• _TASK GOAL_: From the entries below, reproduce exactly the line containing "use lazy_static::lazy_static;", the line containing "static ref BREAKTHROUGH_TEMPLATE: Regex", and every line in between, with nothing added.
------------------------------------
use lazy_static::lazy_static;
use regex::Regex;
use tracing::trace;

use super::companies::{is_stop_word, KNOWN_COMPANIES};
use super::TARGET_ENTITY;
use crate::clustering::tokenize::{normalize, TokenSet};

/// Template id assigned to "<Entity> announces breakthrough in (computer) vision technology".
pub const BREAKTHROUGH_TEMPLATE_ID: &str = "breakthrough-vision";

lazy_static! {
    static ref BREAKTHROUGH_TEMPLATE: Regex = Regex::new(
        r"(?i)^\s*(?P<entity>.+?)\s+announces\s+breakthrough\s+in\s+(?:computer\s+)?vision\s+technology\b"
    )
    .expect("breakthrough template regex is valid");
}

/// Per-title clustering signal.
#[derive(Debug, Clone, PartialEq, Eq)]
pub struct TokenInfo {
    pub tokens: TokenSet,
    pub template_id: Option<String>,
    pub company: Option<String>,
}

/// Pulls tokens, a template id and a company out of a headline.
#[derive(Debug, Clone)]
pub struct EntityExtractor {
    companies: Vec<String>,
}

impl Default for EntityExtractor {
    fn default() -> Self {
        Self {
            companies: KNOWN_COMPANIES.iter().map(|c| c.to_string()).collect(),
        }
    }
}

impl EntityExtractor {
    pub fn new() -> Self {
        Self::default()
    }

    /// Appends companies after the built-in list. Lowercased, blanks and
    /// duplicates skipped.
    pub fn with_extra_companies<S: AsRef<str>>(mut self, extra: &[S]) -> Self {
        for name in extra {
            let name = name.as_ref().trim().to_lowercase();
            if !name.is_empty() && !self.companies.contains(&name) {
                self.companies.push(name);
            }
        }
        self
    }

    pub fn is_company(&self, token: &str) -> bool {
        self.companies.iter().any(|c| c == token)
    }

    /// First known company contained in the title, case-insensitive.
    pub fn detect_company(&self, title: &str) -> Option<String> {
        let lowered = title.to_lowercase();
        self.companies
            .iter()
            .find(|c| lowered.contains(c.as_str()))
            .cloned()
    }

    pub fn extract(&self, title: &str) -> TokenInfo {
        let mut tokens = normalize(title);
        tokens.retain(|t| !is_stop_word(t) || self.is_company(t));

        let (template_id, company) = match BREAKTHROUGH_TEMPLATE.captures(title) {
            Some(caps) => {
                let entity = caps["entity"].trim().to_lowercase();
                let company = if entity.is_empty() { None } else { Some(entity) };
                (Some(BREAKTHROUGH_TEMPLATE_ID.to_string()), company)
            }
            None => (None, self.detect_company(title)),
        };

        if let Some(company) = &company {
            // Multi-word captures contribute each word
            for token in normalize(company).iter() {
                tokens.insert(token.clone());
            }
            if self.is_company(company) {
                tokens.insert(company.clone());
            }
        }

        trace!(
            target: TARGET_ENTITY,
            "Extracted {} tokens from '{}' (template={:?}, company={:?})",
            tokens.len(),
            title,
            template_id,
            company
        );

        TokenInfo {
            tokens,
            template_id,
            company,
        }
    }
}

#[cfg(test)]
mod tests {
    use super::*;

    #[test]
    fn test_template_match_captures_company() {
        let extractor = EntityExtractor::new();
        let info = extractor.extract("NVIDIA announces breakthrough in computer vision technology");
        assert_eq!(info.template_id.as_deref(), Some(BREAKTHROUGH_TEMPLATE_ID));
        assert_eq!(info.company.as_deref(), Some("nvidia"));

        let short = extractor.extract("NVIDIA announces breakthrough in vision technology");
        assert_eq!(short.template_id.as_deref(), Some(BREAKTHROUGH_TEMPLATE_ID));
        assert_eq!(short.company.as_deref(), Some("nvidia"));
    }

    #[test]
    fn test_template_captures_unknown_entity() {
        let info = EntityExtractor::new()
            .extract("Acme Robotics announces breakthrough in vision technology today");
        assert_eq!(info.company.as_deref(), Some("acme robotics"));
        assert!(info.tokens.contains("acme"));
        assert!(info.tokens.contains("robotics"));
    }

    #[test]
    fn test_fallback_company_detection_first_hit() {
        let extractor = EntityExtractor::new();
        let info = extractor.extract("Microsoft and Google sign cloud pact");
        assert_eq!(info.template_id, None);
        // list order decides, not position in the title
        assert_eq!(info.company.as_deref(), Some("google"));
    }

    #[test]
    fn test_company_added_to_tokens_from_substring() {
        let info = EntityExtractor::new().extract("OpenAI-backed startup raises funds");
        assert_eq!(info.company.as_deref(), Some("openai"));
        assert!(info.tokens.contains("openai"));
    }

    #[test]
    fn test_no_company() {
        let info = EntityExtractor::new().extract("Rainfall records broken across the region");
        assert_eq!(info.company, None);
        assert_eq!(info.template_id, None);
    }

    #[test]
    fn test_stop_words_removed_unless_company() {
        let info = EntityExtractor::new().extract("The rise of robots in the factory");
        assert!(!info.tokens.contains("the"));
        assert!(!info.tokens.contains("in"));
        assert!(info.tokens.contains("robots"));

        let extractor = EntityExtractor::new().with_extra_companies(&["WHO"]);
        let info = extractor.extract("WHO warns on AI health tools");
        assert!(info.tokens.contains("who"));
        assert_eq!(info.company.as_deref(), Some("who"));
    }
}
------------------------------------
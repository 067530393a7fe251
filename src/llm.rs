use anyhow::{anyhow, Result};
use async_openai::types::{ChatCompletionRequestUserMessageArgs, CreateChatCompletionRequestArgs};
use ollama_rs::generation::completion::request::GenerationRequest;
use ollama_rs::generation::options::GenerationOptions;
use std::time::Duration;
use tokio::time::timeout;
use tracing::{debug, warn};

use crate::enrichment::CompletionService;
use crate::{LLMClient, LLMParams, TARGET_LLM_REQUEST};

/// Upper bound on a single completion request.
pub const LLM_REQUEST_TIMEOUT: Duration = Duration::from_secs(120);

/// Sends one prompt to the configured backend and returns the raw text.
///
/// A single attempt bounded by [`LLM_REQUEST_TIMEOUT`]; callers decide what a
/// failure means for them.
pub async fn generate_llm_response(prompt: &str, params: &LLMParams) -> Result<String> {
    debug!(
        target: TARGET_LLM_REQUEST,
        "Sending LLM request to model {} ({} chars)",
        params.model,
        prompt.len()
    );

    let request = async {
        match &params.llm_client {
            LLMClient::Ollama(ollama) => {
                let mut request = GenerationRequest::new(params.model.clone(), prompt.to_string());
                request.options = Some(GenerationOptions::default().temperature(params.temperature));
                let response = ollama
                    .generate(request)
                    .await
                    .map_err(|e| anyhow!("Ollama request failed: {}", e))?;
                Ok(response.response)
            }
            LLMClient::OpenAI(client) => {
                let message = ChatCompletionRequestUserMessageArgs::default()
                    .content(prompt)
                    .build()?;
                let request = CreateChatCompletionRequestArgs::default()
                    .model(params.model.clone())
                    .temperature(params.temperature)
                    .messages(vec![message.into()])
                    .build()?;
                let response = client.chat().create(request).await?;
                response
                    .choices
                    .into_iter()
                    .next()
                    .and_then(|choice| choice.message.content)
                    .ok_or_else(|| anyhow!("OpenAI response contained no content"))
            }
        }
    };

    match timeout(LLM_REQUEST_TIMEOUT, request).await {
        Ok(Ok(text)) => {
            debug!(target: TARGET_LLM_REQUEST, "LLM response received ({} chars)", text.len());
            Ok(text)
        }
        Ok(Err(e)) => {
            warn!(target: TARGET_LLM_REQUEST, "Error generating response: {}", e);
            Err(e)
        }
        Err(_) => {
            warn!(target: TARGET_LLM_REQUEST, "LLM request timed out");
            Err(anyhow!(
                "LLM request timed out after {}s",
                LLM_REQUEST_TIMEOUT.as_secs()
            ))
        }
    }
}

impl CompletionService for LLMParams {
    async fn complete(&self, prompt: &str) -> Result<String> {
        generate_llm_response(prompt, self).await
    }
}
------------------------------------
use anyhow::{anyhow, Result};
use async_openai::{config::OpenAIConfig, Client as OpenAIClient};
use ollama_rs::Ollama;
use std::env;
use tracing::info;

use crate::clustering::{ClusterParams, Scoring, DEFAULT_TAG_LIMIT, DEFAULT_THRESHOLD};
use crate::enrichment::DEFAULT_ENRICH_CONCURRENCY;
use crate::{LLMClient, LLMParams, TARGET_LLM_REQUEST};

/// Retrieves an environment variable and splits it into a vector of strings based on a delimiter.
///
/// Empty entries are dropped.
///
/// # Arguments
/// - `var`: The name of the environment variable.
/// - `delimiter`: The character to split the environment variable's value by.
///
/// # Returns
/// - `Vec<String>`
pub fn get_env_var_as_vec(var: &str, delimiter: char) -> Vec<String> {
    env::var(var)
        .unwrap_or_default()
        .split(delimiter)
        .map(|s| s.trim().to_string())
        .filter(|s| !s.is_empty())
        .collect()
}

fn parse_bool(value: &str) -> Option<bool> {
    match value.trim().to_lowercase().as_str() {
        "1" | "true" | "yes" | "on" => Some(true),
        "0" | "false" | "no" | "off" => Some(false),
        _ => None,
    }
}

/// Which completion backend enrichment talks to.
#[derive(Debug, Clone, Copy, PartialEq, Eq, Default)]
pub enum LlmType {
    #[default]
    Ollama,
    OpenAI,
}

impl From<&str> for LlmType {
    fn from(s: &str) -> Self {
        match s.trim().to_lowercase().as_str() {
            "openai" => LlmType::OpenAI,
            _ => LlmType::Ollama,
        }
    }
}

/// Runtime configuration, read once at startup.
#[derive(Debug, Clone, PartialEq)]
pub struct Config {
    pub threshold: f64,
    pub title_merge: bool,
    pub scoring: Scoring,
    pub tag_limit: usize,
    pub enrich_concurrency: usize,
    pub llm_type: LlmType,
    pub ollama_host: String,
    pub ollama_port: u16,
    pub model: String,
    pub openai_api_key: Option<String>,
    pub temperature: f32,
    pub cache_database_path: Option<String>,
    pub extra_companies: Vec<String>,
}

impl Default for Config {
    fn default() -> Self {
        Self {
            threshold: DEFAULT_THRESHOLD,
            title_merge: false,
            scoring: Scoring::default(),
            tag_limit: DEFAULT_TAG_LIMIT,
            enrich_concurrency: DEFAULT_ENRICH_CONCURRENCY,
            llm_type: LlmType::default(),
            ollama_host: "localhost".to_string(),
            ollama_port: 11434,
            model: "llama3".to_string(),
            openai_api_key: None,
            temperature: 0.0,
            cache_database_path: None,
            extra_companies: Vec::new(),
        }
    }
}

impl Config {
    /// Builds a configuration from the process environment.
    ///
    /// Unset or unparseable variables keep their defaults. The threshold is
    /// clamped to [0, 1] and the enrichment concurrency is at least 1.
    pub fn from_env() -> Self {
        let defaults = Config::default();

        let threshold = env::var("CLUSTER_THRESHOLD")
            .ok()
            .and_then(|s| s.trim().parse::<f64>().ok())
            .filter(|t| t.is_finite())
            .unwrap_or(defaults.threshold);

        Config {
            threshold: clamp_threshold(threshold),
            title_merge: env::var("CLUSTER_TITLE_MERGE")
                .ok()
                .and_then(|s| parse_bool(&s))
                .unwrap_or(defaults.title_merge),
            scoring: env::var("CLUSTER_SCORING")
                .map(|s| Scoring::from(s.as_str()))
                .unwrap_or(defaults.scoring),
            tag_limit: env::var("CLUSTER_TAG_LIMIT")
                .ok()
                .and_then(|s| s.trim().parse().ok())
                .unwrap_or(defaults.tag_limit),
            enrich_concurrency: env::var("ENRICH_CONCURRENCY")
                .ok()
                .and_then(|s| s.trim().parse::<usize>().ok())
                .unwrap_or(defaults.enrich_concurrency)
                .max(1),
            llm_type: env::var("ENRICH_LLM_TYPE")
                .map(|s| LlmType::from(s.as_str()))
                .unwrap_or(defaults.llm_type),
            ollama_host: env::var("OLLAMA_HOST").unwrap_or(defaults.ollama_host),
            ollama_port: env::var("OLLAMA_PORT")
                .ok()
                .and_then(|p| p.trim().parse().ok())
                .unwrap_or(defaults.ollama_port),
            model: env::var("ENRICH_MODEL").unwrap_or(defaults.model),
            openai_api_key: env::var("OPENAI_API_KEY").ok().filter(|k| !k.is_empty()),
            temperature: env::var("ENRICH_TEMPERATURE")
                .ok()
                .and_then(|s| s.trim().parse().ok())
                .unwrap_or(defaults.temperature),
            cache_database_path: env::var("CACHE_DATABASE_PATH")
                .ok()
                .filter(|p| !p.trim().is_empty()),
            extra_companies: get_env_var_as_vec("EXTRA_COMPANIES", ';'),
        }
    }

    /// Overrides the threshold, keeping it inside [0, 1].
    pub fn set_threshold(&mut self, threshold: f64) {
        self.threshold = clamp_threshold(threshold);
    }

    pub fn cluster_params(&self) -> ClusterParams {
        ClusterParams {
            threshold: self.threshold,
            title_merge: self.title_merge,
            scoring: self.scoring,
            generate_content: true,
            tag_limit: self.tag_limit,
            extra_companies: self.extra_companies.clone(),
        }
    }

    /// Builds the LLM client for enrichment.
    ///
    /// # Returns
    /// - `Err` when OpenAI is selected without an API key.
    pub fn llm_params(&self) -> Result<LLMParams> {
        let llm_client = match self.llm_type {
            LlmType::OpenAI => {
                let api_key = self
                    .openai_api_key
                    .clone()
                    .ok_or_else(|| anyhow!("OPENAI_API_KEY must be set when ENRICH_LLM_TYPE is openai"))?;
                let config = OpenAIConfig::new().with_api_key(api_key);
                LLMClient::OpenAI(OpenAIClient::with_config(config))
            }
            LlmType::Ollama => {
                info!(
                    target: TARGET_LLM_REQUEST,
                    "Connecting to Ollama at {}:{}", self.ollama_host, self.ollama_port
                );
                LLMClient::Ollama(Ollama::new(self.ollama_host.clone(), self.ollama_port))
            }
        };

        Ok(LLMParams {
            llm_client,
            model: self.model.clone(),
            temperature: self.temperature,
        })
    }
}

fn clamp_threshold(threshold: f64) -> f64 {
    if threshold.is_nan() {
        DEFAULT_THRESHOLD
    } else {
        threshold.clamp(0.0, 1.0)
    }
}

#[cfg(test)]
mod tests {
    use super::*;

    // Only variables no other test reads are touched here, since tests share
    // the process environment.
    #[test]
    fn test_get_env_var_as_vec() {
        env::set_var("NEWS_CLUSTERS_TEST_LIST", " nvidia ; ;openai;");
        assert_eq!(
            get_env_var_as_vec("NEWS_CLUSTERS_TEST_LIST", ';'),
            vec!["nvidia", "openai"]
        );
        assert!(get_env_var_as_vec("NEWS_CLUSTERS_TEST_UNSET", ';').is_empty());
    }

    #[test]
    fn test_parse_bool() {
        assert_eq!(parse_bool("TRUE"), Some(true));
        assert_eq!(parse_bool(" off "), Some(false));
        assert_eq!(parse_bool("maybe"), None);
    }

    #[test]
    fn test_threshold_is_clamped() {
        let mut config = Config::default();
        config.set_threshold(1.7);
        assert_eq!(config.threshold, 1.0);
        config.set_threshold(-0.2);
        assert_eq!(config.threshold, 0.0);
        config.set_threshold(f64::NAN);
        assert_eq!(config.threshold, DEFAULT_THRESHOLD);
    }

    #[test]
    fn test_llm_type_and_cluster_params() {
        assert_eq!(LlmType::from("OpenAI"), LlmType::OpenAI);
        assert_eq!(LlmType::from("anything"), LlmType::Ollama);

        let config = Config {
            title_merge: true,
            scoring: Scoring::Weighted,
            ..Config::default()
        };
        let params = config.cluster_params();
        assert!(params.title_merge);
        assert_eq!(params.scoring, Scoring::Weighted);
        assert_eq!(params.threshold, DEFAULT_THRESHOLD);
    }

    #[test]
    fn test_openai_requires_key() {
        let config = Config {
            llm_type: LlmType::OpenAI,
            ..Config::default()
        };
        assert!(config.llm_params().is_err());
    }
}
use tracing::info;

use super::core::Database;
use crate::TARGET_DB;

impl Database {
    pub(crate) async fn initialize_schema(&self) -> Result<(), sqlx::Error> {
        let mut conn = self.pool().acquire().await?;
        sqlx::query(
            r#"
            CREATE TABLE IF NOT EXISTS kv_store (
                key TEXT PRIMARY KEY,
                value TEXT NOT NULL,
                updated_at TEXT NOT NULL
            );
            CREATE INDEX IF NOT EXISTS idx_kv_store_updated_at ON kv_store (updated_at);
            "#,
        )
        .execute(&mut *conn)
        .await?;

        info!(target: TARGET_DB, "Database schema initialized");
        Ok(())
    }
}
------------------------------------
• _SOLVED EXERCISE_:
use lazy_static::lazy_static;
use regex::Regex;
use tracing::trace;

use super::companies::{is_stop_word, KNOWN_COMPANIES};
use super::TARGET_ENTITY;
use crate::clustering::tokenize::{normalize, TokenSet};

/// Template id assigned to "<Entity> announces breakthrough in (computer) vision technology".
pub const BREAKTHROUGH_TEMPLATE_ID: &str = "breakthrough-vision";

lazy_static! {
    static ref BREAKTHROUGH_TEMPLATE: Regex = Regex::new(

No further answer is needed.